Four Olds

The Four Olds or the Four Old Things (simplified Chinese: 四旧; traditional Chinese: 四舊; pinyin: sì jiù) was a term used during the Cultural Revolution by the student-led Red Guards in the People's Republic of China in reference to the pre-communist elements of Chinese culture they attempted to destroy. The Four Olds were: Old Ideas, Old Culture, Old Habits, and Old Customs (Chinese: Jiù Sīxiǎng 旧思想, Jiù Wénhuà 旧文化, Jiù Fēngsú 旧风俗, and Jiù Xíguàn 旧习惯).[1] The campaign to destroy the Four Olds began in Beijing on August 19, 1966 (the "Red August", during which a massacre also took place in Beijing[2]), shortly after the launch of the Cultural Revolution.[3]
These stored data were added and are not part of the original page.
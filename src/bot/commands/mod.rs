//! Discord command implementations organized by category.

#![allow(clippy::too_long_first_doc_paragraph)]

/// Award management commands
pub mod award;

/// Block list commands
pub mod block;

/// Channel, server and mirror configuration commands
pub mod config;

/// General utility commands
pub mod general;

/// Game commands
pub mod lfg;

/// User verification commands
pub mod verify;

/// Moderator watch list commands
pub mod watch;

// Export commands
pub use award::*;
pub use block::*;
pub use config::*;
pub use general::*;
pub use lfg::*;
pub use verify::*;
pub use watch::*;
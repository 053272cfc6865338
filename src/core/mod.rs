//! Core business logic - framework-agnostic game matching and bookkeeping.
//!
//! Nothing in here talks to Discord. The bot layer calls these functions
//! and turns their results into messages.

pub mod awards;
pub mod channels;
pub mod games;
pub mod guilds;
pub mod mirrors;
pub mod plays;
pub mod render;
pub mod users;
pub mod verifies;
pub mod watches;
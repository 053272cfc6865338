//! Creating a started game for an exact set of players, from `/game`.

use super::{parse_mentions, render_game, start::start_game};
use crate::{
    bot::{Context, actions::lfg::register_command_context, ops, snowflake, xid},
    core::{
        channels,
        games::{self, JoinRequest},
        users,
    },
    entities::{GameBracket, GameFormat},
    errors::{Error, Result},
};
use poise::{CreateReply, serenity_prelude::UserId};
use sea_orm::DatabaseConnection;
use tracing::{info, instrument};

/// Why a game of this many players can not be created, if it can't.
#[must_use]
pub fn seats_refusal(players: usize, format: GameFormat) -> Option<String> {
    let fits = i32::try_from(players).is_ok_and(|n| (2..=format.players()).contains(&n));
    if fits {
        return None;
    }
    Some(format!("You can't create a {format} game with {players} players."))
}

/// Records players found on Discord, keeping the ones who are not banned.
pub async fn record_players(db: &DatabaseConnection, found: &[(i64, String)]) -> Result<Vec<i64>> {
    let mut allowed = Vec::with_capacity(found.len());
    for (player, name) in found {
        let user = users::upsert_user(db, *player, name).await?;
        if !user.banned {
            allowed.push(*player);
        }
    }
    Ok(allowed)
}

/// Mentioned players that can not be seated.
#[must_use]
pub fn missing_players(mentioned: &[i64], allowed: &[i64]) -> Vec<i64> {
    mentioned
        .iter()
        .copied()
        .filter(|x| !allowed.contains(x))
        .collect()
}

async fn reply_ephemeral(ctx: Context<'_>, content: impl Into<String>) -> Result<()> {
    ctx.send(CreateReply::default().content(content).ephemeral(true))
        .await?;
    Ok(())
}

/// Handles `/game`: seats exactly the mentioned players and starts the game.
#[instrument(skip(ctx, players), fields(user_xid = ctx.author().id.get()))]
pub async fn create_game(
    ctx: Context<'_>,
    players: &str,
    format: Option<GameFormat>,
    bracket: Option<GameBracket>,
) -> Result<()> {
    let Some((guild_xid, channel_xid)) = register_command_context(ctx).await? else {
        return Ok(());
    };
    let data = ctx.data();
    let db = &data.database;
    let channel = channels::get_channel(db, channel_xid)
        .await?
        .ok_or_else(|| Error::InvalidInput {
            message: format!("Channel {channel_xid} is not registered"),
        })?;
    let format = format.unwrap_or(channel.default_format);

    let mentioned = parse_mentions(players);
    if let Some(reason) = seats_refusal(mentioned.len(), format) {
        return reply_ephemeral(ctx, reason).await;
    }

    let mut found = Vec::with_capacity(mentioned.len());
    for &player in &mentioned {
        let user_id = UserId::new(snowflake(player));
        if let Some(user) = ops::safe_fetch_user(ctx.serenity_context(), user_id).await {
            found.push((player, user.name));
        }
    }
    let allowed = record_players(db, &found).await?;
    let missing = missing_players(&mentioned, &allowed);
    if !missing.is_empty() {
        let listed = missing
            .iter()
            .map(|x| format!("<@{x}>"))
            .collect::<Vec<_>>()
            .join(", ");
        return reply_ephemeral(
            ctx,
            format!("Some of the players you mentioned can not be added to a game: {listed}"),
        )
        .await;
    }
    let Some((&author, friends)) = allowed.split_first() else {
        return Ok(());
    };

    let request = JoinRequest {
        guild_xid,
        channel_xid,
        author_xid: author,
        friend_xids: friends.to_vec(),
        seats: i32::try_from(allowed.len()).unwrap_or(i32::MAX),
        format,
        bracket: bracket.unwrap_or(channel.default_bracket),
        service: channel.default_service,
    };
    let (game, _) = games::upsert(db, &request, true).await?;
    info!(game_id = game.id, players = allowed.len(), "Created game for players");

    let embed = ops::to_embed(&render_game(db, &data.settings, &game, false).await?);
    let mut reply = CreateReply::default().embed(embed);
    if let Some(extra) = channel.extra.clone() {
        reply = reply.content(extra);
    }
    let reply = ctx.send(reply).await?;
    let message = reply.message().await?;
    games::add_post(db, game.id, guild_xid, channel_xid, xid(message.id.get())).await?;

    start_game(ctx.serenity_context(), data, game.id).await
}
A 1968 map of Beijing showing streets and landmarks renamed during the Cultural Revolution. "Āndìngménnèidàjiē" (Stability Gate Inner Street) became "Dàyuèjìnlù" (Great Leap Forward Road), "Táijīchǎngdàjiē" (Táijī Factory Street) became "Yǒnggélù" (Perpetually Ousting Road), "Dōngjiāomínxiàng" (East Cross People Lane) was renamed "Fǎndìlù" (Anti-Imperialist Road), "Běihǎigōngyuán" (North Sea Park) was renamed "Gōngnóngbīnggōngyuán" (Worker-Peasant-Soldier Park) and "Jǐngshāngōngyuán" (View Mountain Park) became "Hóngwèibīnggōngyuán" (Red Guard Park). Most of the Cultural Revolution-era name changes were later reversed.